PORTLAND, OR  — Our president, Jeannette Pai-Espinosa, was named one of Portland’s Everyday Heros! Watch her story with KATU about the powerful of legacy and why it’s important to empower the next generation.

“I was raised by parents who instilled in me a dedication and responsibility to always fight for justice and equity and to believe that young people are powerful forces for change. I was honored to be recognized as one of Portland’s Everyday Heros and to speak with KATU News Wesleigh Ogle KATU about how my family’s history fuels my work in social justice and how we can inspire the next generation to create the future they need and deserve. Today, I can confidently say that a large part of Justice + Joy National Collaborative secret sauce is our commitment to true intergenerational activism.” – Jeannette Pai-Espinosa

Read the original story by Wesleigh Ogle here: Everyday Heroes: Pai family creates legacy of activism

Pai-Espinosa worked at Willamette University and then did human rights work for the City of Salem. After that, she was the Executive Director of the Metropolitan Human Relations Commission for the City of Portland. She was then sworn in as Senior Policy Advisor for Oregon Governor Barbara Roberts.

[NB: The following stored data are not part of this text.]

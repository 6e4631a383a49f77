//! Presence heartbeat

use crate::service::RoomService;
use crate::spawn::{StopSignal, spawn};
use crate::time::{Duration, interval};
use std::sync::Arc;
use tracing::{debug, warn};

/// Keep the local participant's presence fresh until `stop` fires.
/// The first heartbeat goes out immediately.
pub fn start_heartbeat(
    service: Arc<dyn RoomService>,
    code: String,
    every: Duration,
    mut stop: StopSignal,
) {
    spawn(async move {
        let mut ticker = interval(every);

        loop {
            tokio::select! {
                _ = stop.stopped() => break,
                _ = ticker.tick() => {}
            }
            if stop.is_stopped() {
                break;
            }
            if let Err(e) = service.send_heartbeat(&code).await {
                warn!("Failed to send heartbeat: {}", e);
            }
        }
        debug!("Heartbeat for room {} stopped", code);
    });
}
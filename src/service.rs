//! Room Service boundary
//!
//! The room service owns every room document. A [`RoomService`] handle is
//! bound to one participant identity and exposes the operations a client
//! needs, plus a push subscription for low-latency change notifications.

use crate::spawn::TaskGuard;
use async_trait::async_trait;
use race_arena_core::{GameMode, Result, Room, RoomPatch, RunnerAssignment, Team};
use tokio::sync::mpsc;

/// One notification on the push channel.
#[derive(Debug, Clone, PartialEq)]
pub enum PushEvent {
    /// The room changed.
    Update(Room),
    /// Host reassigned, with the snapshot that carries the change.
    HostChanged { new_host_id: String, room: Room },
    /// A participant was removed. `None` means the notification was
    /// addressed to this subscriber alone.
    Removed {
        participant_id: Option<String>,
        message: String,
    },
    /// Stream-level problem; the poll loop covers for it.
    Error(String),
}

/// An open push stream. Closing is idempotent and also happens on drop.
#[derive(Debug)]
pub struct Subscription {
    events: mpsc::Receiver<PushEvent>,
    reader: Option<TaskGuard>,
    closed: bool,
}

impl Subscription {
    /// Wrap a receiver. `reader` is the guard of the task feeding it, if any.
    pub fn new(events: mpsc::Receiver<PushEvent>, reader: Option<TaskGuard>) -> Self {
        Self {
            events,
            reader,
            closed: false,
        }
    }

    /// Next event; `None` once the stream has ended or was closed.
    pub async fn recv(&mut self) -> Option<PushEvent> {
        if self.closed {
            return None;
        }
        self.events.recv().await
    }

    pub fn close(&mut self) {
        if self.closed {
            return;
        }
        self.closed = true;
        if let Some(reader) = self.reader.take() {
            reader.stop();
        }
        self.events.close();
    }

    pub fn is_closed(&self) -> bool {
        self.closed
    }
}

impl Drop for Subscription {
    fn drop(&mut self) {
        self.close();
    }
}

#[async_trait]
pub trait RoomService: Send + Sync {
    /// Identity every call is made as.
    fn participant_id(&self) -> &str;

    async fn create_room(&self, name: &str, max_participants: usize, mode: GameMode)
    -> Result<Room>;

    async fn join_room(&self, code: &str, name: &str) -> Result<Room>;

    async fn leave_room(&self, code: &str) -> Result<()>;

    /// Host only.
    async fn kick_player(&self, code: &str, participant_id: &str) -> Result<Room>;

    /// Toggle: choosing one's own racer again clears the choice.
    async fn select_racer(&self, code: &str, racer_id: u32) -> Result<Room>;

    /// Relay only, lobby only.
    async fn select_team(&self, code: &str, team: Team) -> Result<Room>;

    async fn toggle_ready(&self, code: &str) -> Result<Room>;

    /// Host only, relay only, once at start.
    async fn assign_runner_orders(
        &self,
        code: &str,
        assignments: &[RunnerAssignment],
    ) -> Result<Room>;

    /// Host only; the start preconditions must hold.
    async fn start_game(&self, code: &str) -> Result<Room>;

    /// Host only; last write wins.
    async fn update_game_state(&self, code: &str, patch: &RoomPatch) -> Result<Room>;

    async fn get_room_state(&self, code: &str) -> Result<Room>;

    async fn subscribe(&self, code: &str) -> Result<Subscription>;

    async fn send_heartbeat(&self, code: &str) -> Result<()>;
}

Pai-Espinosa moved to the private sector for a time before landing at Justice + Joy.

“All my work has always been guided by a core set of values that are around access, justice, compassion, humanity, responsibility,” says Pai-Espinosa. “In the course of a lifetime to experience not having rights, then to experience gaining the rights and now losing them… I am certainly no less committed today than I was then – because now I feel some responsibility in my own way about how did we end up here, and how did we lose these things. How did we lose them in my lifetime?”

Pai-Espinosa wants us all to know how important it is to pass down a legacy of activism through each generation.

“I think the risk is the people who will be most impacted by the future are not part of shaping it,” Pai-Espinosa states.

“You hear people say a lot of times, ‘The young people are our future, children are our future.’ Well, it’s a nice saying, but what do we really mean by it and what do we really do? So all our work here is led by young people,” Pai-Espinosa continues.

She’s put that into practice in her own family.

Pai-Espinosa’s daughter, Vanessa, was a public defender and now works for Planned Parenthood like her grandmother.

“I think all our kids have always been one for the underdog. I think they remember even just walking around Portland and giving money to folks on the street and that sort of internal wiring,” Pai-Espinosa says.

Her advice for you: don’t leave your kids in the dark.

“What I would say to parents is they’re never too young. If we gave someone money on the street, why were we doing that, what did that mean, did we care what they did with the money? Those were conversations that would come up at the dinner table. We would have the kids invite their friends over and we would walk through the different issues on the ballot and have conversations and pizza and talk through them,” Pai-Espinosa explains.

Join Justice + Joy at our In Solidarity We Rise summit on May 2-4, 2024. You will strategize, share solutions, imagine new futures, and make connections that advance healing, opportunity, and justice for all girls and young people. To register, click here.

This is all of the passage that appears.